**** PROVIDED RECORDS ****
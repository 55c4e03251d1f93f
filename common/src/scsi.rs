//! SCSI types and constants for MMC optical drive emulation.
//!
//! This module provides the SPC/MMC-3 command definitions the daemon
//! interprets, plus the fixed-format sense record every failing command
//! produces. Layouts follow INF-8090; multi-byte CDB fields are big-endian
//! and are read through the accessors at the bottom of this module.

// ============================================================================
// SCSI Command Opcodes (SPC-2 / MMC-3)
// ============================================================================

/// SCSI packet command opcodes handled by the device
pub mod opcode {
    /// Test if the logical unit is ready
    pub const TEST_UNIT_READY: u8 = 0x00;
    /// Request sense data from previous command
    pub const REQUEST_SENSE: u8 = 0x03;
    /// Return device identification
    pub const INQUIRY: u8 = 0x12;
    /// Set mode parameters (6-byte)
    pub const MODE_SELECT_6: u8 = 0x15;
    /// Return mode parameters (6-byte)
    pub const MODE_SENSE_6: u8 = 0x1A;
    /// Start/stop unit, load/eject medium
    pub const START_STOP_UNIT: u8 = 0x1B;
    /// Prevent/allow medium removal
    pub const PREVENT_ALLOW_MEDIUM_REMOVAL: u8 = 0x1E;
    /// Return logical block address capacity
    pub const READ_CAPACITY: u8 = 0x25;
    /// Read data from medium (10-byte CDB)
    pub const READ_10: u8 = 0x28;
    /// Seek to logical block address
    pub const SEEK_10: u8 = 0x2B;
    /// Write data to medium (10-byte CDB)
    pub const WRITE_10: u8 = 0x2A;
    /// Flush write cache
    pub const SYNCHRONIZE_CACHE: u8 = 0x35;
    /// Read buffer capacity (writers)
    pub const READ_BUFFER_CAPACITY: u8 = 0x5C;
    /// Read table of contents / PMA / ATIP
    pub const READ_TOC_PMA_ATIP: u8 = 0x43;
    /// Read Q subchannel data
    pub const READ_SUBCHANNEL: u8 = 0x42;
    /// Get configuration (features and profiles)
    pub const GET_CONFIGURATION: u8 = 0x46;
    /// Get event/status notification
    pub const GET_EVENT_STATUS_NOTIFICATION: u8 = 0x4A;
    /// Read disc information
    pub const READ_DISC_INFORMATION: u8 = 0x51;
    /// Read track information
    pub const READ_TRACK_INFORMATION: u8 = 0x52;
    /// Reserve a track on recordable media
    pub const RESERVE_TRACK: u8 = 0x53;
    /// Send cue sheet for session-at-once recording
    pub const SEND_CUE_SHEET: u8 = 0x5D;
    /// Set mode parameters (10-byte)
    pub const MODE_SELECT_10: u8 = 0x55;
    /// Return mode parameters (10-byte)
    pub const MODE_SENSE_10: u8 = 0x5A;
    /// Close track or session
    pub const CLOSE_TRACK_SESSION: u8 = 0x5B;
    /// Play audio (10-byte)
    pub const PLAY_AUDIO_10: u8 = 0x45;
    /// Play audio from MSF range
    pub const PLAY_AUDIO_MSF: u8 = 0x47;
    /// Pause/resume audio playback
    pub const PAUSE_RESUME: u8 = 0x4B;
    /// Report key (CSS / RPC)
    pub const REPORT_KEY: u8 = 0xA4;
    /// Play audio (12-byte)
    pub const PLAY_AUDIO_12: u8 = 0xA5;
    /// Read data from medium (12-byte CDB)
    pub const READ_12: u8 = 0xA8;
    /// Write data to medium (12-byte CDB)
    pub const WRITE_12: u8 = 0xAA;
    /// Get performance descriptors
    pub const GET_PERFORMANCE: u8 = 0xAC;
    /// Read DVD/BD disc structure
    pub const READ_DISC_STRUCTURE: u8 = 0xAD;
    /// Set streaming parameters
    pub const SET_STREAMING: u8 = 0xB6;
    /// Set CD rotation speed
    pub const SET_CD_SPEED: u8 = 0xBB;
    /// Read CD (full sector access)
    pub const READ_CD: u8 = 0xBE;
    /// Read CD addressed by MSF
    pub const READ_CD_MSF: u8 = 0xB9;
}

// ============================================================================
// SCSI Status Codes
// ============================================================================

/// SCSI status codes returned in the response header
pub mod status {
    /// Command completed successfully
    pub const GOOD: u32 = 0x00;
    /// Check condition - sense data available
    pub const CHECK_CONDITION: u32 = 0x02;
}

// ============================================================================
// Sense Key Codes
// ============================================================================

/// Sense key codes for error reporting
pub mod sense_key {
    /// No error
    pub const NO_SENSE: u8 = 0x00;
    /// Device not ready
    pub const NOT_READY: u8 = 0x02;
    /// Unrecoverable medium error
    pub const MEDIUM_ERROR: u8 = 0x03;
    /// Illegal request (bad CDB or parameter list)
    pub const ILLEGAL_REQUEST: u8 = 0x05;
    /// Unit attention (media changed, reset, etc.)
    pub const UNIT_ATTENTION: u8 = 0x06;
}

// ============================================================================
// Additional Sense Codes (combined ASC/ASCQ)
// ============================================================================

/// ASC/ASCQ pairs, combined into a single big-endian u16 the way they are
/// written into the sense record (high byte = ASC, low byte = ASCQ)
pub mod asc_ascq {
    /// No additional sense information
    pub const NO_ADDITIONAL_SENSE_INFORMATION: u16 = 0x0000;
    /// Unrecovered read error (failed LEC check)
    pub const UNRECOVERED_READ_ERROR: u16 = 0x1100;
    /// Invalid command operation code
    pub const INVALID_COMMAND_OPERATION_CODE: u16 = 0x2000;
    /// Invalid field in CDB
    pub const INVALID_FIELD_IN_CDB: u16 = 0x2400;
    /// Invalid field in parameter list
    pub const INVALID_FIELD_IN_PARAMETER_LIST: u16 = 0x2600;
    /// Not ready to ready change, medium may have changed
    pub const NOT_READY_TO_READY_CHANGE: u16 = 0x2800;
    /// Command sequence error (recording commands out of order)
    pub const COMMAND_SEQUENCE_ERROR: u16 = 0x2C00;
    /// Cannot read medium, incompatible format
    pub const CANNOT_READ_MEDIUM_INCOMPATIBLE_FORMAT: u16 = 0x3002;
    /// Saving parameters not supported
    pub const SAVING_PARAMETERS_NOT_SUPPORTED: u16 = 0x3900;
    /// Medium not present
    pub const MEDIUM_NOT_PRESENT: u16 = 0x3A00;
    /// Medium removal prevented by lock
    pub const MEDIUM_REMOVAL_PREVENTED: u16 = 0x5302;
    /// Illegal mode for this track
    pub const ILLEGAL_MODE_FOR_THIS_TRACK: u16 = 0x6400;
}

// ============================================================================
// Audio Status Codes
// ============================================================================

/// Audio playback status reported in READ SUBCHANNEL and REQUEST SENSE
pub mod audio_status {
    /// Audio status not supported
    pub const UNSUPPORTED: u8 = 0x00;
    /// Play operation in progress
    pub const PLAYING: u8 = 0x11;
    /// Play operation paused
    pub const PAUSED: u8 = 0x12;
    /// Play operation completed successfully
    pub const COMPLETED: u8 = 0x13;
    /// Play operation stopped due to error
    pub const ERROR: u8 = 0x14;
    /// No current audio status to return
    pub const NOSTATUS: u8 = 0x15;
}

// ============================================================================
// Fixed-format sense data
// ============================================================================

/// Fixed-format sense data (18 bytes, response code 0x70)
#[derive(Debug, Clone, Copy, Default)]
pub struct SenseData {
    /// Response code (0x70 = current error)
    pub response_code: u8,
    /// Sense key (low nibble), ILI flag in bit 5
    pub sense_key: u8,
    /// Incorrect length indicator
    pub ili: bool,
    /// Information bytes (command-specific)
    pub information: [u8; 4],
    /// Command-specific information (offending LBA for read errors)
    pub command_info: [u8; 4],
    /// Additional sense code
    pub asc: u8,
    /// Additional sense code qualifier
    pub ascq: u8,
}

impl SenseData {
    /// Size of a fixed-format sense record
    pub const SIZE: usize = 18;

    /// Create sense data for a given error condition
    pub fn new(sense_key: u8, asc_ascq: u16) -> Self {
        Self {
            response_code: 0x70,
            sense_key,
            asc: (asc_ascq >> 8) as u8,
            ascq: (asc_ascq & 0xFF) as u8,
            ..Default::default()
        }
    }

    /// Create sense data with ILI flag and command information field
    pub fn with_info(sense_key: u8, asc_ascq: u16, ili: bool, command_info: u32) -> Self {
        let mut sense = Self::new(sense_key, asc_ascq);
        sense.ili = ili;
        sense.command_info = command_info.to_be_bytes();
        sense
    }

    /// Create sense data indicating no error; the additional sense code
    /// qualifier carries the audio status as per MMC-3
    pub fn no_sense(audio_status: u8) -> Self {
        let mut sense = Self::new(sense_key::NO_SENSE, asc_ascq::NO_ADDITIONAL_SENSE_INFORMATION);
        sense.ascq = audio_status;
        sense
    }

    /// Serialize sense data into the 18-byte wire layout
    pub fn to_bytes(&self) -> [u8; Self::SIZE] {
        let mut buf = [0u8; Self::SIZE];
        buf[0] = self.response_code;
        buf[2] = (self.sense_key & 0x0F) | if self.ili { 0x20 } else { 0 };
        buf[3..7].copy_from_slice(&self.information);
        buf[7] = 0x0A; // additional sense length
        buf[8..12].copy_from_slice(&self.command_info);
        buf[12] = self.asc;
        buf[13] = self.ascq;
        buf
    }
}

// ============================================================================
// CDB field accessors
// ============================================================================

/// Read a big-endian u16 CDB field at `offset`
pub fn cdb_get_u16(cdb: &[u8], offset: usize) -> u16 {
    u16::from_be_bytes([cdb[offset], cdb[offset + 1]])
}

/// Read a big-endian 24-bit CDB field at `offset`
pub fn cdb_get_u24(cdb: &[u8], offset: usize) -> u32 {
    u32::from_be_bytes([0, cdb[offset], cdb[offset + 1], cdb[offset + 2]])
}

/// Read a big-endian u32 CDB field at `offset`
pub fn cdb_get_u32(cdb: &[u8], offset: usize) -> u32 {
    u32::from_be_bytes([cdb[offset], cdb[offset + 1], cdb[offset + 2], cdb[offset + 3]])
}

#[cfg(test)]
mod tests {
    use super::*;

    #[test]
    fn test_sense_data_layout() {
        let sense = SenseData::new(sense_key::NOT_READY, asc_ascq::MEDIUM_NOT_PRESENT);
        let bytes = sense.to_bytes();
        assert_eq!(bytes.len(), SenseData::SIZE);
        assert_eq!(bytes[0], 0x70);
        assert_eq!(bytes[2], 0x02);
        assert_eq!(bytes[7], 0x0A);
        assert_eq!(bytes[12], 0x3A);
        assert_eq!(bytes[13], 0x00);
    }

    #[test]
    fn test_sense_data_ili_and_info() {
        let sense = SenseData::with_info(
            sense_key::ILLEGAL_REQUEST,
            asc_ascq::ILLEGAL_MODE_FOR_THIS_TRACK,
            true,
            0x12345678,
        );
        let bytes = sense.to_bytes();
        assert_eq!(bytes[2], 0x25); // ILI | ILLEGAL REQUEST
        assert_eq!(&bytes[8..12], &[0x12, 0x34, 0x56, 0x78]);
        assert_eq!(bytes[12], 0x64);
    }

    #[test]
    fn test_no_sense_carries_audio_status() {
        let sense = SenseData::no_sense(audio_status::PLAYING);
        let bytes = sense.to_bytes();
        assert_eq!(bytes[2], 0x00);
        assert_eq!(bytes[12], 0x00);
        assert_eq!(bytes[13], 0x11);
    }

    #[test]
    fn test_cdb_accessors() {
        // READ(10) CDB: opcode, flags, LBA[4], group, length[2], control
        let cdb = [0x28, 0x00, 0x00, 0x01, 0x00, 0x00, 0x00, 0x00, 0x10, 0x00];
        assert_eq!(cdb_get_u32(&cdb, 2), 0x00010000);
        assert_eq!(cdb_get_u16(&cdb, 7), 0x0010);
        assert_eq!(cdb_get_u24(&cdb, 3), 0x010000);
    }
}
****
* **ASSIGNED TASK**:
Return only the lines from the beginning of the material up to and including the line with "(SPC-2 / MMC-3)", exactly as written.

* **SOLVED EXERCISE**:
repository 55c4e03251d1f93f
filename common/src/scsi.rs
//! SCSI types and constants for MMC optical drive emulation.
//!
//! This module provides the SPC/MMC-3 command definitions the daemon
//! interprets, plus the fixed-format sense record every failing command
//! produces. Layouts follow INF-8090; multi-byte CDB fields are big-endian
//! and are read through the accessors at the bottom of this module.

// ============================================================================
// SCSI Command Opcodes (SPC-2 / MMC-3)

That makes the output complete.